A small square is a square unit. What is the area of this rectangle? Explain.
What fraction of the area of each rectangle is shaded blue? Name the fraction in as many ways as you can. Explain your answers.
Shade \(\frac12\) of the area of rectangle in a way that is different from the rectangles above.
Shade \(\frac23\) of the area of the rectangle in a way that is different from the rectangles above.
Commentary
The purpose of this task is for students to use their understanding of area as the number of square units that covers a region (3.MD.6), to recognize different ways of representing fractions with area (3.G.2), and to understand why fractions are equivalent in special cases (3.NF.3.b). Determining the fraction of the area that is shaded for rectangles A-D in part (b) is increasingly complex. Rectangles E, F, and G show that there are many ways for \(\frac12\) of the area to be shaded blue, which implies that there are many ways to represent the fraction \(\frac12\) with area. Rectangle H requires students to see the equivalence of two fractions, neither of which is a unit fraction. Students get a chance to demonstrate what they have learned in part (b) by generating their own representations of fractions in parts (c) and (d).

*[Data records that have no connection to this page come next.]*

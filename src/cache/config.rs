//! Immutable cache policy, assembled once at startup.

use std::borrow::Cow;
use std::fmt;
use std::sync::Arc;
use std::time::Duration;

use tracing::warn;

use crate::context::Context;

use super::error::{CacheError, ConfigError};
use super::pattern::RoutePattern;

/// Key prefix used when none is configured.
pub const DEFAULT_PREFIX: &str = "rttp-response-cache:";
/// Primary tier TTL used when none is configured (30 minutes).
pub const DEFAULT_EXPIRE: Duration = Duration::from_secs(30 * 60);
/// Backup tier TTL used when none is configured (2 hours).
pub const DEFAULT_EXPIRE_DUMP: Duration = Duration::from_secs(2 * 60 * 60);
/// Route list used when none is configured: every path.
pub const DEFAULT_ROUTE: &str = "(.*)";

/// Receives every failure the cache swallows.
pub type ErrorHook = Arc<dyn Fn(&CacheError) + Send + Sync>;
/// A yes/no decision about one request.
pub type RequestPredicate = Arc<dyn Fn(&Context) -> bool + Send + Sync>;
/// Computes a key prefix from the request, e.g. per tenant or per host.
pub type PrefixFn = Arc<dyn Fn(&Context) -> String + Send + Sync>;

/// The literal or computed prefix every cache key starts with.
#[derive(Clone)]
pub enum KeyPrefix {
    Static(String),
    Dynamic(PrefixFn),
}

impl KeyPrefix {
    pub fn resolve(&self, ctx: &Context) -> Cow<'_, str> {
        match self {
            KeyPrefix::Static(prefix) => Cow::Borrowed(prefix.as_str()),
            KeyPrefix::Dynamic(prefix_fn) => Cow::Owned(prefix_fn(ctx)),
        }
    }
}

impl fmt::Debug for KeyPrefix {
    fn fmt(&self, f: &mut fmt::Formatter<'_>) -> fmt::Result {
        match self {
            KeyPrefix::Static(prefix) => f.debug_tuple("Static").field(prefix).finish(),
            KeyPrefix::Dynamic(_) => f.write_str("Dynamic(..)"),
        }
    }
}

/// A route that opts requests into caching.
#[derive(Debug, Clone, PartialEq, Eq)]
pub enum RouteRule {
    /// Cache matching paths with the default TTL.
    Plain(String),
    /// Cache matching paths with their own TTL.
    Overridden(String, Duration),
}

impl RouteRule {
    fn pattern(&self) -> &str {
        match self {
            RouteRule::Plain(pattern) | RouteRule::Overridden(pattern, _) => pattern,
        }
    }
}

impl From<&str> for RouteRule {
    fn from(pattern: &str) -> Self {
        RouteRule::Plain(pattern.to_owned())
    }
}

/// A [`RouteRule`] with its pattern compiled.
#[derive(Debug, Clone)]
pub(crate) struct CompiledRoute {
    pattern: RoutePattern,
    ttl: Option<Duration>,
}

impl CompiledRoute {
    /// Whether `path` matches, and the TTL override this rule carries if so.
    pub(crate) fn check(&self, path: &str) -> (bool, Option<Duration>) {
        if self.pattern.matches(path) {
            (true, self.ttl)
        } else {
            (false, None)
        }
    }
}

/// Settings of the backup ("dump") tier.
#[derive(Clone)]
pub(crate) struct BackupTier {
    pub(crate) expire: Duration,
    pub(crate) check_dump: Option<RequestPredicate>,
}

/// The complete, validated cache policy.
///
/// Built with [`CacheConfig::builder`]; immutable afterwards and shared by
/// every request.
///
/// # Examples
///
/// ```
/// use std::time::Duration;
/// use rttp_cache::cache::CacheConfig;
///
/// let config = CacheConfig::builder()
///     .prefix("rc:")
///     .expire(Duration::from_secs(1800))
///     .route("/articles/:slug")
///     .route_with_expire("/", Duration::from_secs(60))
///     .exclude("/articles/drafts")
///     .pass_param("nocache")
///     .max_length(512 * 1024)
///     .build()
///     .unwrap();
///
/// assert_eq!(config.expire(), Duration::from_secs(1800));
/// assert!(!config.is_backup());
/// ```
#[derive(Clone)]
pub struct CacheConfig {
    pub(crate) prefix: KeyPrefix,
    pub(crate) expire: Duration,
    pub(crate) routes: Vec<CompiledRoute>,
    pub(crate) exclude: Vec<RoutePattern>,
    pub(crate) pass_param: Option<String>,
    pub(crate) max_length: Option<usize>,
    pub(crate) on_error: Option<ErrorHook>,
    pub(crate) condition: Option<RequestPredicate>,
    pub(crate) backup: Option<BackupTier>,
}

impl CacheConfig {
    pub fn builder() -> CacheConfigBuilder {
        CacheConfigBuilder::default()
    }

    pub fn expire(&self) -> Duration {
        self.expire
    }

    pub fn max_length(&self) -> Option<usize> {
        self.max_length
    }

    /// Whether the backup tier is enabled.
    pub fn is_backup(&self) -> bool {
        self.backup.is_some()
    }

    /// TTL of the backup tier, when enabled.
    pub fn expire_dump(&self) -> Option<Duration> {
        self.backup.as_ref().map(|backup| backup.expire)
    }

    pub fn error_hook(&self) -> Option<ErrorHook> {
        self.on_error.clone()
    }

    /// Whether this request should be served from the backup tier.
    pub(crate) fn is_dump_read(&self, ctx: &Context) -> bool {
        self.backup
            .as_ref()
            .and_then(|backup| backup.check_dump.as_ref())
            .is_some_and(|check_dump| check_dump(ctx))
    }

    /// Logs a swallowed failure and forwards it to the error hook.
    pub(crate) fn report(&self, error: &CacheError) {
        warn!(error = %error, "response cache degraded");
        if let Some(on_error) = &self.on_error {
            on_error(error);
        }
    }
}

impl fmt::Debug for CacheConfig {
    fn fmt(&self, f: &mut fmt::Formatter<'_>) -> fmt::Result {
        f.debug_struct("CacheConfig")
            .field("prefix", &self.prefix)
            .field("expire", &self.expire)
            .field("routes", &self.routes.len())
            .field("exclude", &self.exclude.len())
            .field("pass_param", &self.pass_param)
            .field("max_length", &self.max_length)
            .field("expire_dump", &self.expire_dump())
            .finish_non_exhaustive()
    }
}

/// Builder for [`CacheConfig`].
#[derive(Default)]
pub struct CacheConfigBuilder {
    prefix: Option<KeyPrefix>,
    expire: Option<Duration>,
    routes: Option<Vec<RouteRule>>,
    exclude: Vec<String>,
    pass_param: Option<String>,
    max_length: Option<usize>,
    on_error: Option<ErrorHook>,
    condition: Option<RequestPredicate>,
    backup: bool,
    expire_dump: Option<Duration>,
    check_dump: Option<RequestPredicate>,
}

impl CacheConfigBuilder {
    /// A literal key prefix.
    #[must_use]
    pub fn prefix(mut self, prefix: impl Into<String>) -> Self {
        self.prefix = Some(KeyPrefix::Static(prefix.into()));
        self
    }

    /// A key prefix computed per request.
    #[must_use]
    pub fn prefix_fn(mut self, prefix_fn: impl Fn(&Context) -> String + Send + Sync + 'static) -> Self {
        self.prefix = Some(KeyPrefix::Dynamic(Arc::new(prefix_fn)));
        self
    }

    /// Default TTL of the primary tier.
    #[must_use]
    pub fn expire(mut self, expire: Duration) -> Self {
        self.expire = Some(expire);
        self
    }

    /// Adds a route using the default TTL.
    #[must_use]
    pub fn route(self, pattern: impl Into<String>) -> Self {
        self.push_route(RouteRule::Plain(pattern.into()))
    }

    /// Adds a route with its own TTL.
    #[must_use]
    pub fn route_with_expire(self, pattern: impl Into<String>, expire: Duration) -> Self {
        self.push_route(RouteRule::Overridden(pattern.into(), expire))
    }

    /// Replaces the route list. An empty list makes nothing eligible unless a
    /// [`condition`](Self::condition) says otherwise.
    #[must_use]
    pub fn routes(mut self, routes: Vec<RouteRule>) -> Self {
        self.routes = Some(routes);
        self
    }

    fn push_route(mut self, rule: RouteRule) -> Self {
        self.routes.get_or_insert_with(Vec::new).push(rule);
        self
    }

    /// Adds a pattern that is never cached, whatever the routes say.
    #[must_use]
    pub fn exclude(mut self, pattern: impl Into<String>) -> Self {
        self.exclude.push(pattern.into());
        self
    }

    /// A query parameter that, when present and non-empty, bypasses the cache.
    #[must_use]
    pub fn pass_param(mut self, name: impl Into<String>) -> Self {
        let name = name.into();
        self.pass_param = (!name.is_empty()).then_some(name);
        self
    }

    /// Bodies longer than this many bytes are never stored.
    #[must_use]
    pub fn max_length(mut self, bytes: usize) -> Self {
        self.max_length = Some(bytes);
        self
    }

    #[must_use]
    pub fn on_error(mut self, hook: impl Fn(&CacheError) + Send + Sync + 'static) -> Self {
        self.on_error = Some(Arc::new(hook));
        self
    }

    /// Decides eligibility on its own, overriding routes and exclusions.
    #[must_use]
    pub fn condition(mut self, condition: impl Fn(&Context) -> bool + Send + Sync + 'static) -> Self {
        self.condition = Some(Arc::new(condition));
        self
    }

    /// Enables the backup tier.
    #[must_use]
    pub fn backup(mut self, enabled: bool) -> Self {
        self.backup = enabled;
        self
    }

    /// TTL of the backup tier.
    #[must_use]
    pub fn expire_dump(mut self, expire: Duration) -> Self {
        self.expire_dump = Some(expire);
        self
    }

    /// Selects requests that read from the backup tier instead of the primary one.
    #[must_use]
    pub fn check_dump(mut self, check_dump: impl Fn(&Context) -> bool + Send + Sync + 'static) -> Self {
        self.check_dump = Some(Arc::new(check_dump));
        self
    }

    /// Validates the options and compiles every pattern.
    ///
    /// # Errors
    ///
    /// [`ConfigError::Pattern`] for a route or exclusion that does not
    /// compile, [`ConfigError::TtlTooShort`] for any TTL under one second.
    pub fn build(self) -> Result<CacheConfig, ConfigError> {
        let expire = check_ttl(self.expire.unwrap_or(DEFAULT_EXPIRE), "expire")?;

        let rules = self
            .routes
            .unwrap_or_else(|| vec![RouteRule::Plain(DEFAULT_ROUTE.to_owned())]);
        let mut routes = Vec::with_capacity(rules.len());
        for rule in &rules {
            let ttl = match rule {
                RouteRule::Plain(_) => None,
                RouteRule::Overridden(_, ttl) => Some(check_ttl(*ttl, "route expire")?),
            };
            routes.push(CompiledRoute {
                pattern: compile(rule.pattern())?,
                ttl,
            });
        }

        let exclude = self
            .exclude
            .iter()
            .map(|pattern| compile(pattern))
            .collect::<Result<Vec<_>, _>>()?;

        let backup = if self.backup {
            Some(BackupTier {
                expire: check_ttl(self.expire_dump.unwrap_or(DEFAULT_EXPIRE_DUMP), "expire_dump")?,
                check_dump: self.check_dump,
            })
        } else {
            None
        };

        Ok(CacheConfig {
            prefix: self
                .prefix
                .unwrap_or_else(|| KeyPrefix::Static(DEFAULT_PREFIX.to_owned())),
            expire,
            routes,
            exclude,
            pass_param: self.pass_param,
            max_length: self.max_length,
            on_error: self.on_error,
            condition: self.condition,
            backup,
        })
    }
}

fn compile(pattern: &str) -> Result<RoutePattern, ConfigError> {
    RoutePattern::compile(pattern).map_err(|source| ConfigError::Pattern {
        pattern: pattern.to_owned(),
        source,
    })
}

fn check_ttl(ttl: Duration, option: &'static str) -> Result<Duration, ConfigError> {
    if ttl.as_secs() == 0 {
        return Err(ConfigError::TtlTooShort { option });
    }
    Ok(ttl)
}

Note that in third grade, students are limited to working with halves, thirds, fourths, sixths, and eighths. While it would be acceptable in instructional situations to work with other fractions, students should have an opportunity to work extensively with the fractions mentioned in order to develop a deep and flexible understanding of them. In particular, summative assessment should be strictly limited to fractions with denominators 2, 3, 4, 6, and 8.
This is an instructional task. Students would benefit from having tracing paper, colored pencils, and multiple blank copies of the rectangle as they work. Students would also benefit from working in pairs or small groups so they can compare their answers and explain the fraction equivalences to each other.